Schwung in diese Debatte brachte jüngst ein Bericht der Kunsthistorikerin Bénédicte Savoy und des senegalesischen Wirtschaftswissenschaftlers und Schriftstellers Felwine Sarr: The Restitution of African Cultural Heritage. Toward a New Relational Ethics (Die Restitution afrikanischen Kulturerbes. In Richtung einer neuen Beziehungsethik). Ihr im November 2018 erschienener Aufsatz wirbelte die Museumswelt gehörig durcheinander.

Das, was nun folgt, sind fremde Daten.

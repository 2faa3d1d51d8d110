//! Control surface over a [`Proxy`].
//!
//! Every operation takes textual arguments and answers with a [`Reply`] that
//! serializes as `{"status":"done", ...}` or `{"status":"error","error":...}`.
//! Failures never escape as panics or `Err`; they become error replies.

use crate::point::{Point, PointDirection, PointKind};
use crate::resolver::parse_device_address;
use crate::value::{value_from_json, value_to_json, ValueKind};
use crate::{DeviceAnnouncement, PropertyReference, Proxy, ProxyError, ScanTarget};
use bacscan_core::types::{ObjectId, PropertyId};
use bacscan_datalink::{BacnetIpTransport, DataLink};
use serde::{Deserialize, Serialize};
use serde_json::{json, Map, Value};
use std::net::{Ipv4Addr, SocketAddr};
use std::time::Duration;

/// Outcome of one control operation.
#[derive(Debug, Clone, PartialEq, Serialize)]
#[serde(tag = "status", rename_all = "lowercase")]
pub enum Reply<T> {
    Done(T),
    Error { error: String },
}

impl<T> Reply<T> {
    pub fn is_done(&self) -> bool {
        matches!(self, Self::Done(_))
    }
}

impl<T> From<Result<T, ProxyError>> for Reply<T> {
    fn from(result: Result<T, ProxyError>) -> Self {
        match result {
            Ok(payload) => Self::Done(payload),
            Err(err) => Self::Error {
                error: err.to_string(),
            },
        }
    }
}

impl<T: Serialize> Reply<T> {
    pub fn to_json(&self) -> Value {
        serde_json::to_value(self)
            .unwrap_or_else(|err| json!({ "status": "error", "error": err.to_string() }))
    }
}

#[derive(Debug, Clone, PartialEq, Eq, Serialize)]
pub struct Empty {}

#[derive(Debug, Clone, PartialEq, Eq, Serialize)]
pub struct Started {
    pub address: String,
}

#[derive(Debug, Clone, PartialEq, Eq, Serialize)]
pub struct Devices {
    pub devices: Vec<DeviceRecord>,
}

/// One discovered device in the shape control clients consume.
#[derive(Debug, Clone, PartialEq, Eq, Serialize)]
pub struct DeviceRecord {
    #[serde(rename = "pduSource")]
    pub pdu_source: String,
    #[serde(rename = "deviceIdentifier")]
    pub device_identifier: String,
    #[serde(rename = "maxAPDULengthAccepted")]
    pub max_apdu_length_accepted: u32,
    #[serde(rename = "segmentationSupported")]
    pub segmentation_supported: String,
    #[serde(rename = "vendorID")]
    pub vendor_id: u32,
    #[serde(rename = "object-name", skip_serializing_if = "Option::is_none")]
    pub object_name: Option<String>,
    #[serde(skip_serializing_if = "Option::is_none")]
    pub scanned_ip_target: Option<String>,
    pub device_instance: u32,
}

Seitdem verging wohl keine Woche ohne einen Artikel oder eine Stellungnahme zur Raubkunst und Rückgabe in der Presse. Frankreichs Präsident Emmanuel Macron verkündete, afrikanisches Kulturerbe dürfe nicht länger Gefangener europäischer Museen sein und müsse restituiert werden.
In Deutschland dagegen hielt man sich lange bedeckt. Doch in Anbetracht der anstehenden Eröffnung des Humboldt-Forums im Herbst 2019 war eine offizielle Reaktion dringend geboten. Denn wie sollte man Objekte aus aller Herren Länder – „eingeheimst“, getauscht, erworben oder geraubt – in der Mitte Berlins ausstellen? Ausgerechnet im rekonstruierten Stadtschloss, dem Prunkbau der preußischen Könige und deutschen Kaiser, der Residenz eines Wilhelm II., unter dessen Regentschaft der Genozid an den Herero und Nama stattfand? Ein „Geburtsfehler“ des Humboldt-Forums, dessen Dirigenten sich nun schwertun, mit dieser Art von Symbolik umzugehen. Am 13. März 2019 positionierten sich die Staatsministerinnen Monika Grütters (CDU) und Michelle Müntefering (SPD) mit den Kulturministern und -ministerinnen der Länder und den kommunalen Spitzenverbänden mit ihren „Ersten Eckpunkten zum Umgang mit Sammlungsgut aus kolonialen Kontexten“.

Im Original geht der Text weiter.